__Required action__
Determine how many lines of this material contain "false". Give only the number.

__Extracted material__
□ □ □ □

//! Flight-plan acquisition.
//!
//! Fetches the OFP document from a local cache file or the planning
//! service, parses it, and installs the result into the core. All I/O
//! happens outside the core's lock; the finished plan is swapped in
//! atomically. Overlapping fetches need no coordination: whichever
//! completes last wins.

use std::fs;
use std::path::PathBuf;
use std::sync::Arc;
use std::thread;
use std::time::Duration;

use reqwest::blocking::Client;
use tracing::{info, warn};

use super::ingest::{parse_ofp, PlanError, PlanResult};
use super::FlightPlan;
use crate::fms::{status, Fms};

/// Default planning-service endpoint.
pub const DEFAULT_API_URL: &str = "https://www.simbrief.com/api/xml.fetcher.php";

/// Default HTTP timeout for plan fetches.
const DEFAULT_TIMEOUT: Duration = Duration::from_secs(15);

/// Acquires OFP documents from a cache file or the planning service.
#[derive(Debug)]
pub struct PlanSource {
    client: Client,
    api_url: String,
    username: String,
    cache_path: Option<PathBuf>,
}

impl PlanSource {
    /// Create a source fetching plans for the given service username.
    pub fn new(username: impl Into<String>) -> PlanResult<Self> {
        let client = Client::builder().timeout(DEFAULT_TIMEOUT).build()?;
        Ok(Self {
            client,
            api_url: DEFAULT_API_URL.to_string(),
            username: username.into(),
            cache_path: None,
        })
    }

    /// Override the planning-service endpoint.
    pub fn with_api_url(mut self, url: impl Into<String>) -> Self {
        self.api_url = url.into();
        self
    }

    /// Use a local cache file: read before fetching, write-through after
    /// a successful fetch.
    pub fn with_cache_file(mut self, path: impl Into<PathBuf>) -> Self {
        self.cache_path = Some(path.into());
        self
    }

    /// Load a plan, preferring the cache file unless `force_download`.
    pub fn load(&self, force_download: bool) -> PlanResult<FlightPlan> {
        if !force_download {
            if let Some(plan) = self.load_cached() {
                return Ok(plan);
            }
        }
        self.fetch()
    }

    /// Try the cache file; any failure falls through to a fresh fetch.
    fn load_cached(&self) -> Option<FlightPlan> {
        let path = self.cache_path.as_ref()?;
        let json = match fs::read_to_string(path) {
            Ok(json) => json,
            Err(_) => return None,
        };
        match parse_ofp(&json) {
            Ok(plan) => {
                info!(path = %path.display(), legs = plan.len(), "Flight plan loaded from cache");
                Some(plan)
            }
            Err(e) => {
                warn!(path = %path.display(), error = %e, "Cached flight plan unreadable");
                None
            }
        }
    }

    /// Fetch the OFP from the planning service and write through the cache.
    fn fetch(&self) -> PlanResult<FlightPlan> {
        let url = format!("{}?username={}&json=1", self.api_url, self.username);
        let response = self.client.get(&url).send()?;

        let http_status = response.status();
        if !http_status.is_success() {
            return Err(PlanError::HttpStatus {
                status: http_status.as_u16(),
            });
        }

        let json = response.text()?;
        let plan = parse_ofp(&json)?;

        if let Some(path) = &self.cache_path {
            // Cache write failure must not fail the load
            if let Err(e) = fs::write(path, &json) {
                warn!(path = %path.display(), error = %e, "Could not write plan cache");
            }
        }

        info!(legs = plan.len(), username = %self.username, "Flight plan fetched");
        Ok(plan)
    }

    /// Load a plan and install it into the core, updating the status
    /// surface on the way (`LOADING...`, then `LOADED` or an error tag).
    ///
    /// A failed load leaves the previously installed plan untouched.
    pub fn install_into(&self, fms: &Fms, force_download: bool) {
        fms.set_status(status::LOADING);
        match self.load(force_download) {
            Ok(plan) => fms.install_plan(plan),
            Err(PlanError::HttpStatus { status: code }) => {
                warn!(code, "Plan fetch rejected by service");
                fms.set_status(format!("HTTP {}", code));
            }
            Err(e @ PlanError::Network(_)) => {
                warn!(error = %e, "Plan fetch failed");
                fms.set_status(status::NET_ERROR);
            }
            Err(e) => {
                warn!(error = %e, "Plan load failed");
                fms.set_status(status::LOAD_ERROR);
            }
        }
    }

    /// Run `install_into` on a background thread.
    pub fn spawn_install(self, fms: Arc<Fms>, force_download: bool) -> thread::JoinHandle<()> {
        thread::spawn(move || self.install_into(&fms, force_download))
    }
}

#[cfg(test)]
mod tests {
    use super::*;
    use std::io::Write;

    const MINIMAL_OFP: &str = r#"{
        "origin": {"icao_code": "EDDH", "elevation": "53"},
        "destination": {"icao_code": "EDDM", "elevation": "1487"},
        "general": {"initial_altitude": "34000"},
        "navlog": {"fix": [
            {"ident": "EDDH", "pos_lat": "53.63", "pos_long": "9.99"},
            {"ident": "EDDM", "pos_lat": "48.35", "pos_long": "11.79"}
        ]}
    }"#;

    fn cache_file_with(content: &str) -> tempfile::NamedTempFile {
        let mut file = tempfile::NamedTempFile::new().unwrap();
        file.write_all(content.as_bytes()).unwrap();
        file
    }

    #[test]
    fn test_load_from_cache_file() {
        let cache = cache_file_with(MINIMAL_OFP);
        let source = PlanSource::new("testuser")
            .unwrap()
            .with_cache_file(cache.path());

        let plan = source.load(false).unwrap();
        assert_eq!(plan.origin.icao, "EDDH");
        assert_eq!(plan.legs.len(), 2);
    }

    #[test]
    fn test_corrupt_cache_falls_through_to_fetch() {
        let cache = cache_file_with("definitely not json");
        // Unroutable endpoint: the fallback fetch must surface a network error
        let source = PlanSource::new("testuser")
            .unwrap()
            .with_api_url("http://127.0.0.1:1/ofp")
            .with_cache_file(cache.path());

        assert!(matches!(source.load(false), Err(PlanError::Network(_))));
    }

    #[test]
    fn test_force_download_skips_cache() {
        let cache = cache_file_with(MINIMAL_OFP);
        let source = PlanSource::new("testuser")
            .unwrap()
            .with_api_url("http://127.0.0.1:1/ofp")
            .with_cache_file(cache.path());

        // Cache is valid but forced download must not use it
        assert!(source.load(true).is_err());
    }

    #[test]
    fn test_install_into_core() {
        let cache = cache_file_with(MINIMAL_OFP);
        let source = PlanSource::new("testuser")
            .unwrap()
            .with_cache_file(cache.path());

        let fms = Fms::default();
        source.install_into(&fms, false);

        let snapshot = fms.snapshot();
        assert!(snapshot.loaded);
        assert_eq!(snapshot.status, status::LOADED);
    }

    #[test]
    fn test_failed_install_preserves_existing_plan() {
        let cache = cache_file_with(MINIMAL_OFP);
        let source = PlanSource::new("testuser")
            .unwrap()
            .with_cache_file(cache.path());

        let fms = Fms::default();
        source.install_into(&fms, false);
        assert_eq!(fms.legs().len(), 2);

        // Second load fails at the network; plan and loaded flag survive
        let broken = PlanSource::new("testuser")
            .unwrap()
            .with_api_url("http://127.0.0.1:1/ofp");
        broken.install_into(&fms, true);

        let snapshot = fms.snapshot();
        assert!(snapshot.loaded);
        assert_eq!(snapshot.status, status::NET_ERROR);
        assert_eq!(fms.legs().len(), 2);
    }
}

□ □ □ □

__Answer to the exercise__
4